Work request: Where does the string "HeaderName" appear? Copy every line of the entries below that holds it.

[Data extracted from a collection]
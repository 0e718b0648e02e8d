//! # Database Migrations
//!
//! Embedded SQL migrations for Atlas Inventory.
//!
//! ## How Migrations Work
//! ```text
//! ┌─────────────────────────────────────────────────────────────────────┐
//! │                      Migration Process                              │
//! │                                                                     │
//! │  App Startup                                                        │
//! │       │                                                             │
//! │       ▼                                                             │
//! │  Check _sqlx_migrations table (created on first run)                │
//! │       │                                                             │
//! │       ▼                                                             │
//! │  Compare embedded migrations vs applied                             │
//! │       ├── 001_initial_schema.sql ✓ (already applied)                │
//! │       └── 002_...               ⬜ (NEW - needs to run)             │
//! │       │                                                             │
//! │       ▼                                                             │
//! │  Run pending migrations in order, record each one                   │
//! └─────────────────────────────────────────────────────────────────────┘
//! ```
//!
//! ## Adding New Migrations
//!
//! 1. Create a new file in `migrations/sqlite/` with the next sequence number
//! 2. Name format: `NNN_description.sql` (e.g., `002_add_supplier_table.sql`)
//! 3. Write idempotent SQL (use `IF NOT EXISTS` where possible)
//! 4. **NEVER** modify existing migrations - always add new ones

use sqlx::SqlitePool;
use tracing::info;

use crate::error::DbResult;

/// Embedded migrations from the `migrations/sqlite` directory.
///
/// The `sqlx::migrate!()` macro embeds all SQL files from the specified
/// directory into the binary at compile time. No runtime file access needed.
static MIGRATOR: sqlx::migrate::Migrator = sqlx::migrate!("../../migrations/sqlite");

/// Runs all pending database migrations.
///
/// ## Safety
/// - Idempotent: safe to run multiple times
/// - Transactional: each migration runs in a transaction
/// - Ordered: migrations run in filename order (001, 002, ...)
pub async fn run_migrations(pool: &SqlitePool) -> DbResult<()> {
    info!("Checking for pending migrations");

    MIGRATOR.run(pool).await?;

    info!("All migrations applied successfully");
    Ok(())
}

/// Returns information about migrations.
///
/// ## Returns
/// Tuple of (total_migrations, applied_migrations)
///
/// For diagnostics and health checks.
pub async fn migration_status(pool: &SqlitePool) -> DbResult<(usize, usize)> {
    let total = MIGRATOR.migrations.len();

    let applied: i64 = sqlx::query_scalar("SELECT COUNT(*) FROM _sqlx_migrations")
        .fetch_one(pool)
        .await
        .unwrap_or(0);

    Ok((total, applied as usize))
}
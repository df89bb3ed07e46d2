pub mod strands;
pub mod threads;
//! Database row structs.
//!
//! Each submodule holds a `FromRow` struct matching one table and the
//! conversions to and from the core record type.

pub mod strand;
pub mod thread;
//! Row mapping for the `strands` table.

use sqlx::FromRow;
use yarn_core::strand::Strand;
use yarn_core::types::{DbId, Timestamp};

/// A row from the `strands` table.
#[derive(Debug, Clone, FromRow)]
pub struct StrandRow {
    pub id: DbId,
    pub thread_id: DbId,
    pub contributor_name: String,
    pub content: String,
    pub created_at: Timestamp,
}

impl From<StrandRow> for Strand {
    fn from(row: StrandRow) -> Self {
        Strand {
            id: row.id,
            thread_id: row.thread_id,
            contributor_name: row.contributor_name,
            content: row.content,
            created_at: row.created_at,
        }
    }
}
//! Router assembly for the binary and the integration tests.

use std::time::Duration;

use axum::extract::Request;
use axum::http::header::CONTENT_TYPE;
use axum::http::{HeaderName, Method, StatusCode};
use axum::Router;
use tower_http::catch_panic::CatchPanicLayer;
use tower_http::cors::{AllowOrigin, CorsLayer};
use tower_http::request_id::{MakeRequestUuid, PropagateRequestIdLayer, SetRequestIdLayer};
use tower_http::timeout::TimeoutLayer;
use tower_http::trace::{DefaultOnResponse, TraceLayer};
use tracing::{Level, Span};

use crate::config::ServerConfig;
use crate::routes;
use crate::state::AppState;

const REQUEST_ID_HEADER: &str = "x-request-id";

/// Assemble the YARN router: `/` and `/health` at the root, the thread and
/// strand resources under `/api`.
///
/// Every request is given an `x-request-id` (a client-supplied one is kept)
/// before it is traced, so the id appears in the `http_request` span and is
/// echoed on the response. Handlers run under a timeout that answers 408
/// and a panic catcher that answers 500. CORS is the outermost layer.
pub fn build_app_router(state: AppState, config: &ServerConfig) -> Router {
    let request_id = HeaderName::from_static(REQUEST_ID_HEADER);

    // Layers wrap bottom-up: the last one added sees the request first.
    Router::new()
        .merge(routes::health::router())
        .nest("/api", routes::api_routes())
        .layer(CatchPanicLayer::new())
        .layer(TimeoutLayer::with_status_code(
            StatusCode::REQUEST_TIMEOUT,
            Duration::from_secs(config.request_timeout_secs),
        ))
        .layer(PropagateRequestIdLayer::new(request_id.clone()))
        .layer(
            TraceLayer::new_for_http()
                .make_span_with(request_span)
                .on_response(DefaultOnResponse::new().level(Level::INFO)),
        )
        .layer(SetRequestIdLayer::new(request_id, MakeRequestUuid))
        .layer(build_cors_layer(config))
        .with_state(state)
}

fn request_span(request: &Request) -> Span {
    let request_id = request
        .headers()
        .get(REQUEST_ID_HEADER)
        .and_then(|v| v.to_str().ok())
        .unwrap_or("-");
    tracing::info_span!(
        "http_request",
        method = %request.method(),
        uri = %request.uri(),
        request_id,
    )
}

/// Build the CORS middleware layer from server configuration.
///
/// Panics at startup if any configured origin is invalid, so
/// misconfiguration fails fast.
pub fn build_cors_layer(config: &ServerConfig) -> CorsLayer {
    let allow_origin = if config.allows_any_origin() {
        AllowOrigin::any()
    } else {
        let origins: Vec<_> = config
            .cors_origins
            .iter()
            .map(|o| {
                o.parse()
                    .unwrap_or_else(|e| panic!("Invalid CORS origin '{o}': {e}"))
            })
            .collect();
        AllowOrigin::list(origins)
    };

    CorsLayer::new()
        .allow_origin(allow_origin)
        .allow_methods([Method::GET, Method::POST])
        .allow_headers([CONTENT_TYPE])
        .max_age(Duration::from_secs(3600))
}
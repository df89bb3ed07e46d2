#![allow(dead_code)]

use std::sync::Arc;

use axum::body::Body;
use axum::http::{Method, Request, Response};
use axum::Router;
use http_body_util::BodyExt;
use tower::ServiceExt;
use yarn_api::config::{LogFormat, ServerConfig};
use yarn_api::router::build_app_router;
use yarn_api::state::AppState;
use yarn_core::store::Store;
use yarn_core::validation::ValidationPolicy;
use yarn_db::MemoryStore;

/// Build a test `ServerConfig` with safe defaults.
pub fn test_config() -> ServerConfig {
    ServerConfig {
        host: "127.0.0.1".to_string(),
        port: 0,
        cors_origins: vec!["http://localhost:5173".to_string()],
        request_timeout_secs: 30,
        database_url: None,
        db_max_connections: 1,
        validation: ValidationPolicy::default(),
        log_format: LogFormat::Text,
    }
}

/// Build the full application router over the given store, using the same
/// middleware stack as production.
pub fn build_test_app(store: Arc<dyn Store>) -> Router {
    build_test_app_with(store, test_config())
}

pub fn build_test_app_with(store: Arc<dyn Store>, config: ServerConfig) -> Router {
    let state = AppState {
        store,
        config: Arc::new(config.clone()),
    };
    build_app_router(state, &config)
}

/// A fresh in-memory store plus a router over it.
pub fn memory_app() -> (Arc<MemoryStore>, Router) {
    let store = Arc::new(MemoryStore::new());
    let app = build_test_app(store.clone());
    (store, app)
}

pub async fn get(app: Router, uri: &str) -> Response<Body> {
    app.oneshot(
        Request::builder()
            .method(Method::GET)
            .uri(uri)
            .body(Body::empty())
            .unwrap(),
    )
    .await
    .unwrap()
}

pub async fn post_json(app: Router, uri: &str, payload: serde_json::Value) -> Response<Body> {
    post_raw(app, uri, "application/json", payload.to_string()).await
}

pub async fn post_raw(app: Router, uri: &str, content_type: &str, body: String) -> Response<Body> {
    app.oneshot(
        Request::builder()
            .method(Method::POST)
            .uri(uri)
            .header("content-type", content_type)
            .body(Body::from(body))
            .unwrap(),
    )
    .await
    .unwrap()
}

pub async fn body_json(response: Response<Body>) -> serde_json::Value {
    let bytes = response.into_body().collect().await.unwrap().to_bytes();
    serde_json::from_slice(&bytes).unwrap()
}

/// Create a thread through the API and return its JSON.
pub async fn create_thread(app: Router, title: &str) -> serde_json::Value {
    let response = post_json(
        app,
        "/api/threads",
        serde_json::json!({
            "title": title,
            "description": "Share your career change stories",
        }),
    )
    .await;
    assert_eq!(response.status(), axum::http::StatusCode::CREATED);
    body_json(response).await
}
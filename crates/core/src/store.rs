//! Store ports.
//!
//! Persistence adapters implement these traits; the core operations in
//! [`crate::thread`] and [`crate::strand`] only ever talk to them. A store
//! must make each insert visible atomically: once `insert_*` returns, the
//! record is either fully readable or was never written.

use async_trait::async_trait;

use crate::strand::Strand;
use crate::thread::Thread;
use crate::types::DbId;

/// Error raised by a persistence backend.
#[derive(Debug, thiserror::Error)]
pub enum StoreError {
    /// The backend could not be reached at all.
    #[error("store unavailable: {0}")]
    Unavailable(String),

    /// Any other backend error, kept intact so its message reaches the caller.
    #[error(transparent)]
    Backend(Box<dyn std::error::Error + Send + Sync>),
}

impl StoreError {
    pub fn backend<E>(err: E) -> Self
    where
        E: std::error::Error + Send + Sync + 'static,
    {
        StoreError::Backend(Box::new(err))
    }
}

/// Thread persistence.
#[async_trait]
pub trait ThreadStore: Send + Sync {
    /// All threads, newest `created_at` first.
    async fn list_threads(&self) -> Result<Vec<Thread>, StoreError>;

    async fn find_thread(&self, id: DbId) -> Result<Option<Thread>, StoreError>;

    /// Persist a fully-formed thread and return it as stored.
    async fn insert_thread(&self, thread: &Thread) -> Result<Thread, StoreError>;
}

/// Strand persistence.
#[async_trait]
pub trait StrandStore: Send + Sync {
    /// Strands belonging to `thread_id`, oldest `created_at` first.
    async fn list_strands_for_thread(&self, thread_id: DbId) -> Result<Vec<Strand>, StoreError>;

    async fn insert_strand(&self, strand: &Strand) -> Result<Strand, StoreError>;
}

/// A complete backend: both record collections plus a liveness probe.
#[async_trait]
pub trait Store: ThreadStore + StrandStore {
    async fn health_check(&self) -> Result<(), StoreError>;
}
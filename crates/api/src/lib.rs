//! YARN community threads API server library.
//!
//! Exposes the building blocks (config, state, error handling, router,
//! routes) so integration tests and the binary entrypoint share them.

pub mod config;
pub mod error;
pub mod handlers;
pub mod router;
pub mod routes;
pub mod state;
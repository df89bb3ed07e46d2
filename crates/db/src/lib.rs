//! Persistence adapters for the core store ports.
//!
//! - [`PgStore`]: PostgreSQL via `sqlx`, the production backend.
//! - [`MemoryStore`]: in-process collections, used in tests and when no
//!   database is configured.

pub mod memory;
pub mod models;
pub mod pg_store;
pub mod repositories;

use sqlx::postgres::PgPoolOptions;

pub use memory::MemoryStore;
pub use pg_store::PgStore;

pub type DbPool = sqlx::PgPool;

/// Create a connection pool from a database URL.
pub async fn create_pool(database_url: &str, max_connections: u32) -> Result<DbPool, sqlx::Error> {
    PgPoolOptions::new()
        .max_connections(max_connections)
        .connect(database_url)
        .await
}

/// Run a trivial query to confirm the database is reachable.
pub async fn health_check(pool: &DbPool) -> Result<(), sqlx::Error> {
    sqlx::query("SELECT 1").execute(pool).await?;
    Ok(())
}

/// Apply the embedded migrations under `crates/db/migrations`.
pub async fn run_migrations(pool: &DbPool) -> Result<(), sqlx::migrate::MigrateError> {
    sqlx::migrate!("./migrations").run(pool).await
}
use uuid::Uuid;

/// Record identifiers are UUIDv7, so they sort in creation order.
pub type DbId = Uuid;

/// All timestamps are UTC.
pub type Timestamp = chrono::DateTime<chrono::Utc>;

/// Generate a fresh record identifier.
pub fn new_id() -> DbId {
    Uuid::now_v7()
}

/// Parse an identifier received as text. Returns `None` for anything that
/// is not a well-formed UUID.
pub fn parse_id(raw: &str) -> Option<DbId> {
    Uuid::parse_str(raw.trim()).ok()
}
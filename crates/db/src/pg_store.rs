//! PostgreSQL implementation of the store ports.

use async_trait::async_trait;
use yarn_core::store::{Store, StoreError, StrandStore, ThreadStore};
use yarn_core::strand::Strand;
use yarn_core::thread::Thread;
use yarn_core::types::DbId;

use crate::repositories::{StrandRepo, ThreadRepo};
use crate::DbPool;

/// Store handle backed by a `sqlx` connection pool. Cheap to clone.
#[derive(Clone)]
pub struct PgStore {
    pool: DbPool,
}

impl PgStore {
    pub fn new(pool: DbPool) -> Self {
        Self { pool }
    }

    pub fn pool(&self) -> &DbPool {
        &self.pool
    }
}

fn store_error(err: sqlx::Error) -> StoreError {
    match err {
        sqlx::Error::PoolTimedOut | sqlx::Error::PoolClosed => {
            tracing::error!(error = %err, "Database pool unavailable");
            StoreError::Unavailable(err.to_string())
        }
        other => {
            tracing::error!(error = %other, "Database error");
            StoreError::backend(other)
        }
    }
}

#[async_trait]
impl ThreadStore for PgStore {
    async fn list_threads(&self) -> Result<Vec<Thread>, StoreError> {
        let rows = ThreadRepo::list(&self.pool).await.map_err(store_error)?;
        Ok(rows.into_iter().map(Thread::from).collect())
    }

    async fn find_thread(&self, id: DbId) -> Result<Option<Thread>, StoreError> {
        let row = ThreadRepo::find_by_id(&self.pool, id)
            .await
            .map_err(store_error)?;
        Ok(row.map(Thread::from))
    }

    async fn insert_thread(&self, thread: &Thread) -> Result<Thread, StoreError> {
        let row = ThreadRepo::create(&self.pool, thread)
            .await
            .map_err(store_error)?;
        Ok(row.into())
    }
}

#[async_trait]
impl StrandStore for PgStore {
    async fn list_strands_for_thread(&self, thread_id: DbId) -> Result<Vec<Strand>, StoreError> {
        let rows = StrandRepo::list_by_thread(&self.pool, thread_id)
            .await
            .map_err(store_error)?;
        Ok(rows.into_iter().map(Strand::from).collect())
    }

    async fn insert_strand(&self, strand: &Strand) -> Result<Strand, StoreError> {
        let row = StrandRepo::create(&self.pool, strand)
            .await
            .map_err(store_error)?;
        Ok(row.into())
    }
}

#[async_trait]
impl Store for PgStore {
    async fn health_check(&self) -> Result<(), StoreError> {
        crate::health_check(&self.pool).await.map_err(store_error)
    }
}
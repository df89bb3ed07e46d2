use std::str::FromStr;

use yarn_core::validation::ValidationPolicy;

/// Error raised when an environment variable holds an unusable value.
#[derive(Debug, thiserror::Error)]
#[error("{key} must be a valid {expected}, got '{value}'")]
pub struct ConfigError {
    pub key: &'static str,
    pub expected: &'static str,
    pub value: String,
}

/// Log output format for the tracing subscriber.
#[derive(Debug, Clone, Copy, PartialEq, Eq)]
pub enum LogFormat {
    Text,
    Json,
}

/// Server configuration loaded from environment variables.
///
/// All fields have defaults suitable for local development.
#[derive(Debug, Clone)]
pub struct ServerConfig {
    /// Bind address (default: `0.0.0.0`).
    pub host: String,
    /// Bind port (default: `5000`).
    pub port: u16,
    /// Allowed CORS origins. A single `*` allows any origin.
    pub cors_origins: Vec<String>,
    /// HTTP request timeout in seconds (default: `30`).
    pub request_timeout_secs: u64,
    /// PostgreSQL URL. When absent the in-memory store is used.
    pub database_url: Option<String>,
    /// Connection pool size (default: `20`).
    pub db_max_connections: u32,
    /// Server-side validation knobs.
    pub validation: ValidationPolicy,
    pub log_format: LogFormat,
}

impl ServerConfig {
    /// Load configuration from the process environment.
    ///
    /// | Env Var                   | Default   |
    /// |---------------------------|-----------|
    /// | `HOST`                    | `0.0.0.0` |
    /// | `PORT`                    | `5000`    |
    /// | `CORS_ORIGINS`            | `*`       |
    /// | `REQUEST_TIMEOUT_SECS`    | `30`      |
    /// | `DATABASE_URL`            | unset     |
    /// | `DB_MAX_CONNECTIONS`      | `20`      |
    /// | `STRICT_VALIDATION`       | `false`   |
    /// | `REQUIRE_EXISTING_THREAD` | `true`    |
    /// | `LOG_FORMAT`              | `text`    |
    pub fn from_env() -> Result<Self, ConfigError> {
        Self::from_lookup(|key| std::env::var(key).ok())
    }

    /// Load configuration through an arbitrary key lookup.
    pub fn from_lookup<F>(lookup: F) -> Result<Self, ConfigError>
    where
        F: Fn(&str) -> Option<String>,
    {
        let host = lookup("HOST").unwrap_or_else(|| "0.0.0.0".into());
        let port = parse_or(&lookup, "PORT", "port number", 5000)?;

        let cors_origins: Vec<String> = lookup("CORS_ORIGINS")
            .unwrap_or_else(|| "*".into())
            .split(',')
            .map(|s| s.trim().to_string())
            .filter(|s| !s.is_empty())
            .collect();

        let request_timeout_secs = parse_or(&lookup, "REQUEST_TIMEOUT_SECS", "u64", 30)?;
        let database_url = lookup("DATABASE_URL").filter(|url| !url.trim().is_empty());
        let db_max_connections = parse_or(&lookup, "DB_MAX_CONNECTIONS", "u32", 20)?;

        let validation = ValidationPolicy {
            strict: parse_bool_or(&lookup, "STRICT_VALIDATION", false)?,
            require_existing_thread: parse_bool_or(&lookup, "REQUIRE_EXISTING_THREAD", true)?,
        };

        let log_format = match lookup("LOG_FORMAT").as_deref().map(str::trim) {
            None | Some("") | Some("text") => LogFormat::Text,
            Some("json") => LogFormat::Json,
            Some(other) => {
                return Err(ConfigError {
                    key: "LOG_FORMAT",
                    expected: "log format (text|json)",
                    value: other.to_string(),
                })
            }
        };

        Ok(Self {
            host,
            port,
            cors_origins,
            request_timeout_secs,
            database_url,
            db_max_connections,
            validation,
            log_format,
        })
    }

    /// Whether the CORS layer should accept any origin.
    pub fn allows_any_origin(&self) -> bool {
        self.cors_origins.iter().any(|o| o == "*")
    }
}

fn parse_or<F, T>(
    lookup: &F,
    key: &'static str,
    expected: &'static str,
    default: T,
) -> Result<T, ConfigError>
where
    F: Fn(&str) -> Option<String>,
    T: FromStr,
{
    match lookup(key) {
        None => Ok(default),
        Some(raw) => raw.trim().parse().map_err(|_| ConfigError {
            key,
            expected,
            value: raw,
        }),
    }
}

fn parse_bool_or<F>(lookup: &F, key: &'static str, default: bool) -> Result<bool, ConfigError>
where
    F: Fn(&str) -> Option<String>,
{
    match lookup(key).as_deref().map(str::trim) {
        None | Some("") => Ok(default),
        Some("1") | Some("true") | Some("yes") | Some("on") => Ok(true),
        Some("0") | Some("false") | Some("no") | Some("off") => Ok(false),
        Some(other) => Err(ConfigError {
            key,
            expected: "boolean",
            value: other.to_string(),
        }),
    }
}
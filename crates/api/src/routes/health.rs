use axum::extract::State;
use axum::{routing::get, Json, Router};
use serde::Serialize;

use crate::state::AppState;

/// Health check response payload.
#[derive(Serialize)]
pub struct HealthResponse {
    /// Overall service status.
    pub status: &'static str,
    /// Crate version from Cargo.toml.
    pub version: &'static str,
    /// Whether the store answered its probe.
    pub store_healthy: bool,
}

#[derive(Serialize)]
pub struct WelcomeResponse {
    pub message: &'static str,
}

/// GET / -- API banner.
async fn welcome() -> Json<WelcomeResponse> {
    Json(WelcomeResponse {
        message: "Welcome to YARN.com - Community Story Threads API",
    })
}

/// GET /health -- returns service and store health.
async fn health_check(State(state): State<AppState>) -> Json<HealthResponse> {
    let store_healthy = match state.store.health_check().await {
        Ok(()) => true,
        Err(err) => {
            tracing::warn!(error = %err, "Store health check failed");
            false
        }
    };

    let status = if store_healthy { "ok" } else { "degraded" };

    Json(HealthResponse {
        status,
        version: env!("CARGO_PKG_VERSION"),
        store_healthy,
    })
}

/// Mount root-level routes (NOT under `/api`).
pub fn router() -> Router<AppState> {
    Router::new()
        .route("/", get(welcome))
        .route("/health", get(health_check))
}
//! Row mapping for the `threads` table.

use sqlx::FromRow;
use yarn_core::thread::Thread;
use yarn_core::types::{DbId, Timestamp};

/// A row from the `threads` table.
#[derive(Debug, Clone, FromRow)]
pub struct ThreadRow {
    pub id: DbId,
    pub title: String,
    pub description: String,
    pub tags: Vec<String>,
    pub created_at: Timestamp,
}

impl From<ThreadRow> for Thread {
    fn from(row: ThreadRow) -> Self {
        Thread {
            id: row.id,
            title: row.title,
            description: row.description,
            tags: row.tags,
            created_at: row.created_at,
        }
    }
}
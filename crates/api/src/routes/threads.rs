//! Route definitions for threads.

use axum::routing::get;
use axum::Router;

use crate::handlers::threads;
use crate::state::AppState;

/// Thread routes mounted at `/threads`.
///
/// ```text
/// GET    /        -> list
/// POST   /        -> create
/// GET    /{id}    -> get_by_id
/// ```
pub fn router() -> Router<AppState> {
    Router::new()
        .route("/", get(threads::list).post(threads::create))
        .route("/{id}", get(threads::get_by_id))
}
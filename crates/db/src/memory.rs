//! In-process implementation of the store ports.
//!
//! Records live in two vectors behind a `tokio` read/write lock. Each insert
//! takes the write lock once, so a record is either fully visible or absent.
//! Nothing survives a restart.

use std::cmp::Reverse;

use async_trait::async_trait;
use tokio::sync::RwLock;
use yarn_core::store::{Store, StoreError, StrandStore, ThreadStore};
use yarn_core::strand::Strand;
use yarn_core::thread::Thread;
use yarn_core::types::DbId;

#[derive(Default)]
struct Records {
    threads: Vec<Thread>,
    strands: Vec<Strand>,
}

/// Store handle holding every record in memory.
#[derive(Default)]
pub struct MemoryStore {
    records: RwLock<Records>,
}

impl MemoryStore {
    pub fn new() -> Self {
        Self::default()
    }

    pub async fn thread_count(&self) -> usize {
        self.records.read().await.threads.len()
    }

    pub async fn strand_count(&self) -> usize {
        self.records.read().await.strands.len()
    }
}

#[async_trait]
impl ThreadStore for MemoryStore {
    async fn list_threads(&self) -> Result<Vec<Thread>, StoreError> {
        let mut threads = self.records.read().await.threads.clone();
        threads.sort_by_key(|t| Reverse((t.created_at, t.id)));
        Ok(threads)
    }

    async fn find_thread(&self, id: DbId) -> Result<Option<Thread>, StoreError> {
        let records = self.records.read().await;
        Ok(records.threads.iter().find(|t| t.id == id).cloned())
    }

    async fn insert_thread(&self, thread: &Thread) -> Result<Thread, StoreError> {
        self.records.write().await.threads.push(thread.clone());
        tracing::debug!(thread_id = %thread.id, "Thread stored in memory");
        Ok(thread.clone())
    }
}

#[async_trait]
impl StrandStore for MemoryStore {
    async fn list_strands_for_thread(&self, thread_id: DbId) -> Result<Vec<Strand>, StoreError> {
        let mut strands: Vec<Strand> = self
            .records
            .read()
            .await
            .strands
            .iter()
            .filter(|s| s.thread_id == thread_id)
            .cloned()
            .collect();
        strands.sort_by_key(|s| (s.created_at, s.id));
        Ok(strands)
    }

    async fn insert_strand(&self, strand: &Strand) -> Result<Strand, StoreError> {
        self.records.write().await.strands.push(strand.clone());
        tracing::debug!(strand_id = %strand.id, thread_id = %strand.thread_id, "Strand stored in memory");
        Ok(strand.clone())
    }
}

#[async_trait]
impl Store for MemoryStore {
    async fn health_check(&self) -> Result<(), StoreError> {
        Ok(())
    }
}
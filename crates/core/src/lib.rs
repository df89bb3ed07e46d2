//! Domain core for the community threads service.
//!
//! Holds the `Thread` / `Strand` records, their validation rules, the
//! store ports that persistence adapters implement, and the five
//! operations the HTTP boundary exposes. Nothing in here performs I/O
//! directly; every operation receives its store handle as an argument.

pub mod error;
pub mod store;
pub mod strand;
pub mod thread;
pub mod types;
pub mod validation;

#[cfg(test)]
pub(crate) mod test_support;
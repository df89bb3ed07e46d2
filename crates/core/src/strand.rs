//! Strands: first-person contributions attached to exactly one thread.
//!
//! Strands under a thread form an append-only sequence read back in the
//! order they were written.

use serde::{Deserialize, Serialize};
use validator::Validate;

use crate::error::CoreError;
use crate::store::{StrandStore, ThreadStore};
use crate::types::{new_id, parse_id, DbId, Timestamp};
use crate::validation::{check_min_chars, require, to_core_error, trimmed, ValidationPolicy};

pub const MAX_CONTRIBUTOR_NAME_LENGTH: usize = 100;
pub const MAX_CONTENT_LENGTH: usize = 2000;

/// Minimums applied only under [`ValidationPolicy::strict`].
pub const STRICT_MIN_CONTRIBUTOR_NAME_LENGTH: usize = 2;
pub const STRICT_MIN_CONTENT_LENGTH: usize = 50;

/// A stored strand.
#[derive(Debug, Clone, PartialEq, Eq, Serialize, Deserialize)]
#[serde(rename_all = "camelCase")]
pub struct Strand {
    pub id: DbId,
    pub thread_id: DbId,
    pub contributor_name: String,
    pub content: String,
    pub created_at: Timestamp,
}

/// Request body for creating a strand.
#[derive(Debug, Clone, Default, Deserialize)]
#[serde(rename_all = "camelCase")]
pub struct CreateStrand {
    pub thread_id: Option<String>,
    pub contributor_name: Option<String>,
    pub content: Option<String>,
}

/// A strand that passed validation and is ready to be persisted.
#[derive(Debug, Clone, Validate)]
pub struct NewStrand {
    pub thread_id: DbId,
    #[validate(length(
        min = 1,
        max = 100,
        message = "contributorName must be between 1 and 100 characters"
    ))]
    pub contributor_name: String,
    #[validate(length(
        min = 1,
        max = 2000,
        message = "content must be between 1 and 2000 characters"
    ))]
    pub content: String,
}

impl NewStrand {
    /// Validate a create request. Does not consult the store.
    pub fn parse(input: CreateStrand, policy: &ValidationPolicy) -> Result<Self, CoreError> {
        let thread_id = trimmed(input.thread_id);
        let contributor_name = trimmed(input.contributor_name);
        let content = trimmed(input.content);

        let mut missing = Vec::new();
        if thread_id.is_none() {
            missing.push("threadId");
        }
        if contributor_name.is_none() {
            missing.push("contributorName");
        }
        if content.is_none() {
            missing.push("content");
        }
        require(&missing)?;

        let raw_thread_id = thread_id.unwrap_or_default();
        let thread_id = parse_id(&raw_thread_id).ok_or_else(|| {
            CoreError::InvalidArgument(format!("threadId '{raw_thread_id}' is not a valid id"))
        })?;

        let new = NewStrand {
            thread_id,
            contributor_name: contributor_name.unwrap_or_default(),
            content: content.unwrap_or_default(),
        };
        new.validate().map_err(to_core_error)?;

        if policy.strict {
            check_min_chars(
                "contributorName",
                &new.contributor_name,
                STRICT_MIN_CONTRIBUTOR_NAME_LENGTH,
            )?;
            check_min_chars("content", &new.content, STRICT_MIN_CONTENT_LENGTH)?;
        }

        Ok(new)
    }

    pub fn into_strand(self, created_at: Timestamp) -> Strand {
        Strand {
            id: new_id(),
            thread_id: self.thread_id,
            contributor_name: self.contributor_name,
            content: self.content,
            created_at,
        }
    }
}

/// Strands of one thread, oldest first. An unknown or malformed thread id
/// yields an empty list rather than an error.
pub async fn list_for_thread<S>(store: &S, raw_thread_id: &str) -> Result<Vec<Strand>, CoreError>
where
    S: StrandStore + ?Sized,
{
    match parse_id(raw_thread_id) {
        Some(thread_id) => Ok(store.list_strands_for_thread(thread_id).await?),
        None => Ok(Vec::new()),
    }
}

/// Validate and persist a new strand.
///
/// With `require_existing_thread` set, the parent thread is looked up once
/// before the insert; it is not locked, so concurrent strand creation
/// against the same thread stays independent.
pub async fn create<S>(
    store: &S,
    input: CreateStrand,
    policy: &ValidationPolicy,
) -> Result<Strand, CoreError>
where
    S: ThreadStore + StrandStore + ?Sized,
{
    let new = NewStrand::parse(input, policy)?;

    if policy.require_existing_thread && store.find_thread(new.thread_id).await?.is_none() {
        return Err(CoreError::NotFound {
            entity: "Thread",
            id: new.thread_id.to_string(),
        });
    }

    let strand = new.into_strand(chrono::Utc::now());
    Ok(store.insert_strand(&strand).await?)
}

Exercise output:
use axum::http::{HeaderName, Method, StatusCode};
    let request_id = HeaderName::from_static(REQUEST_ID_HEADER);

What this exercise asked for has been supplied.